I think the definition of a great book is one that you can glean something fresh from every time you revisit it at different stages of your life—and Jane Austen's books fit that definition. On this re-read of Persuasion the thing that struck me most was its tone of maturity compared to her other books; both in the style, which has a little added color and detail and one could almost say liveliness; and also in the story itself. One way this shows up, I think, is that Anne Elliot herself is a person of more wisdom and discernment than any of Austen's other heroines except Elinor Dashwood. Emma Woodhouse and even Elizabeth Bennet, despite their intelligence, need some definite event to open their eyes to the true nature of certain people in their lives; but Anne, even before she receives full revelation of William Elliot's character, already has discernment enough to decide that there is something "off" about him and that he is not the man for her.

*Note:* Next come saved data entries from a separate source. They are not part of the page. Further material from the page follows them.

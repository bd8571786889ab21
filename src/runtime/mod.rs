//! # Interpreter Runtime
//!
//! [`Interpreter`] is the single, explicitly owned context every evaluation
//! runs in. It holds the symbol table, the global environment, the primitive
//! registry, configuration and the evaluation depth counter. Nothing is
//! global: two interpreters never share symbols or bindings.
//!
//! ## Lifecycle
//!
//! `Interpreter::new` → `read` / `eval` / `print` → drop. Dropping clears
//! the global frame, releasing top-level closures that would otherwise keep
//! themselves alive through the frame they captured.

use std::rc::Rc;

use crate::atoms::{self, AtomRegistry};
use crate::config::InterpreterConfig;
use crate::errors::{ErrorKind, SchemeError, SourceContext};
use crate::macros::{MacroExpansionStep, RuleSymbols};
use crate::syntax;
use crate::value::{to_display_string, EvalResult, Value};

pub mod environment;
pub mod eval;
pub mod stack;
pub mod symbol;

use environment::Environment;
use symbol::{Symbol, SymbolTable};

/// Symbols the evaluator recognises structurally.
#[derive(Debug, Clone, Copy)]
pub struct WellKnownSymbols {
    pub else_: Symbol,
    pub arrow: Symbol,
    pub ellipsis: Symbol,
    pub underscore: Symbol,
}

impl WellKnownSymbols {
    fn intern(table: &mut SymbolTable) -> Self {
        Self {
            else_: table.intern("else"),
            arrow: table.intern("=>"),
            ellipsis: table.intern("..."),
            underscore: table.intern("_"),
        }
    }

    pub fn rule_symbols(&self) -> RuleSymbols {
        RuleSymbols {
            ellipsis: self.ellipsis,
            underscore: self.underscore,
        }
    }
}

pub struct Interpreter {
    pub symbols: SymbolTable,
    pub well_known: WellKnownSymbols,
    global: Environment,
    registry: AtomRegistry,
    config: InterpreterConfig,
    depth: usize,
    macro_trace: Vec<MacroExpansionStep>,
}

impl Interpreter {
    pub fn new() -> Self {
        Self::with_config(InterpreterConfig::default())
    }

    pub fn with_config(config: InterpreterConfig) -> Self {
        let mut symbols = SymbolTable::new();
        let well_known = WellKnownSymbols::intern(&mut symbols);
        let mut interpreter = Self {
            symbols,
            well_known,
            global: Environment::new(),
            registry: atoms::build_default_atom_registry(),
            config,
            depth: 0,
            macro_trace: Vec::new(),
        };
        let global = interpreter.global.clone();
        interpreter.bind_builtins(&global);
        interpreter
    }

    // ========================================================================
    // ENVIRONMENTS
    // ========================================================================

    /// The top-level environment, with builtins bound.
    pub fn global(&self) -> Environment {
        self.global.clone()
    }

    /// A fresh frame, rooted when `parent` is `None`.
    pub fn new_environment(&self, parent: Option<&Environment>) -> Environment {
        match parent {
            Some(parent) => Environment::extend(parent),
            None => Environment::new(),
        }
    }

    /// Binds every registered primitive and special form into `env`.
    pub fn bind_builtins(&mut self, env: &Environment) {
        for primitive in self.registry.iter() {
            let symbol = self.symbols.intern(primitive.name);
            env.put(symbol, Value::Primitive(Rc::new(primitive.clone())));
        }
    }

    // ========================================================================
    // READ / EVAL / PRINT
    // ========================================================================

    /// Parses every datum in `source`, interning symbols in this interpreter.
    pub fn read(&mut self, source: &str) -> Result<Vec<Value>, SchemeError> {
        syntax::read(source, &mut self.symbols)
    }

    /// Like [`read`](Self::read), labelling reader errors with `name`.
    pub fn read_named(&mut self, name: &str, source: &str) -> Result<Vec<Value>, SchemeError> {
        syntax::parse(source, &SourceContext::from_file(name, source), &mut self.symbols)
    }

    /// Evaluates `expr`; failures come back as `Value::Error`.
    pub fn eval(&mut self, expr: &Value, env: &Environment) -> Value {
        self.try_eval(expr, env).unwrap_or_else(Value::error)
    }

    pub fn try_eval(&mut self, expr: &Value, env: &Environment) -> EvalResult {
        eval::evaluate(self, expr, env)
    }

    /// Reads `source` and evaluates each form in the global environment.
    /// Reader errors abort; evaluation errors become values in the result.
    pub fn eval_source(&mut self, source: &str) -> Result<Vec<Value>, SchemeError> {
        let forms = self.read(source)?;
        Ok(self.eval_forms(&forms))
    }

    /// [`eval_source`](Self::eval_source) for a named file or buffer.
    pub fn eval_named(&mut self, name: &str, source: &str) -> Result<Vec<Value>, SchemeError> {
        let forms = self.read_named(name, source)?;
        Ok(self.eval_forms(&forms))
    }

    fn eval_forms(&mut self, forms: &[Value]) -> Vec<Value> {
        let global = self.global();
        forms.iter().map(|form| self.eval(form, &global)).collect()
    }

    /// Renders a value, naming procedures by their binding in `env`.
    pub fn print(&self, value: &Value, env: &Environment) -> String {
        to_display_string(value, &self.symbols, Some(env))
    }

    // ========================================================================
    // ACCESSORS
    // ========================================================================

    pub fn intern(&mut self, name: &str) -> Symbol {
        self.symbols.intern(name)
    }

    pub fn symbol_name(&self, symbol: Symbol) -> &str {
        self.symbols.name(symbol)
    }

    pub fn config(&self) -> &InterpreterConfig {
        &self.config
    }

    pub fn registry(&self) -> &AtomRegistry {
        &self.registry
    }

    /// Returns and clears the recorded macro expansions.
    pub fn take_macro_trace(&mut self) -> Vec<MacroExpansionStep> {
        std::mem::take(&mut self.macro_trace)
    }

    pub(crate) fn record_expansion(&mut self, step: MacroExpansionStep) {
        if self.config.trace_macros {
            self.macro_trace.push(step);
        }
    }

    // ========================================================================
    // DEPTH GUARD
    // ========================================================================

    pub(crate) fn enter(&mut self) -> Result<(), SchemeError> {
        if self.depth >= self.config.max_depth {
            return Err(SchemeError::new(ErrorKind::RecursionLimit {
                depth: self.config.max_depth,
            }));
        }
        self.depth += 1;
        Ok(())
    }

    pub(crate) fn leave(&mut self) {
        self.depth = self.depth.saturating_sub(1);
    }
}

impl Default for Interpreter {
    fn default() -> Self {
        Self::new()
    }
}

impl Drop for Interpreter {
    fn drop(&mut self) {
        self.global.clear();
    }
}

#[cfg(test)]
mod tests {
    use super::*;

    #[test]
    fn builtins_are_bound_in_global() {
        let mut interp = Interpreter::new();
        let car = interp.intern("car");
        let global = interp.global();
        let value = global.get(car).unwrap();
        assert!(value.is_procedure());
        assert_eq!(interp.print(&value, &global), "#<procedure car>");
    }

    #[test]
    fn eval_folds_errors_into_values() {
        let mut interp = Interpreter::new();
        let results = interp.eval_source("(car '())").unwrap();
        assert!(results[0].is_error());
    }

    #[test]
    fn fresh_environments_are_empty() {
        let interp = Interpreter::new();
        let root = interp.new_environment(None);
        assert!(root.is_empty());
        let child = interp.new_environment(Some(&root));
        assert!(child.parent().is_some_and(|p| p.ptr_eq(&root)));
    }

    #[test]
    fn depth_guard_reports_recursion_limit() {
        let mut interp = Interpreter::with_config(InterpreterConfig::default().with_max_depth(50));
        let results = interp
            .eval_source("(define (loop n) (+ 1 (loop n))) (loop 0)")
            .unwrap();
        let error = results[1].as_error().unwrap();
        assert!(matches!(error.kind, ErrorKind::RecursionLimit { depth: 50 }));
    }
}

Another thing I noticed: in her earlier books, Austen gets a lot of comic mileage out of snobs, bores, selfishness and frivolity (you could even say there's a lot more dinners and dancing). While in Persuasion we still get satire of this kind with Sir Walter Elliot and his daughter Elizabeth, I get the sense that Austen herself, like Anne, is glad to turn away from those characters and spend time with the sincere, genuine people in the novel. Persuasion seems to show more appreciation for nice characters, which is really a refreshing thing to find not just in Austen's oeuvre but in literature and life in general.

2013 re-read

I hadn't re-read this book in a while, and I'd forgotten just how wonderful it is. It's definitely one of my favorite Austen novels. Anne Elliot is a quieter but tremendously appealing heroine; we can empathize with her and feel what she feels. She is a sensitive person who experiences a great deal of emotion, both painful and pleasurable, yet is called upon to conceal most of it. I think there is a heightened sense of characters' feeling and emotions in general in Persuasion, compared to Austen's other novels. There are also much clearer and detailed physical descriptions of people and places, though I don't think Austen ever goes so far as to tell us what color hair someone has!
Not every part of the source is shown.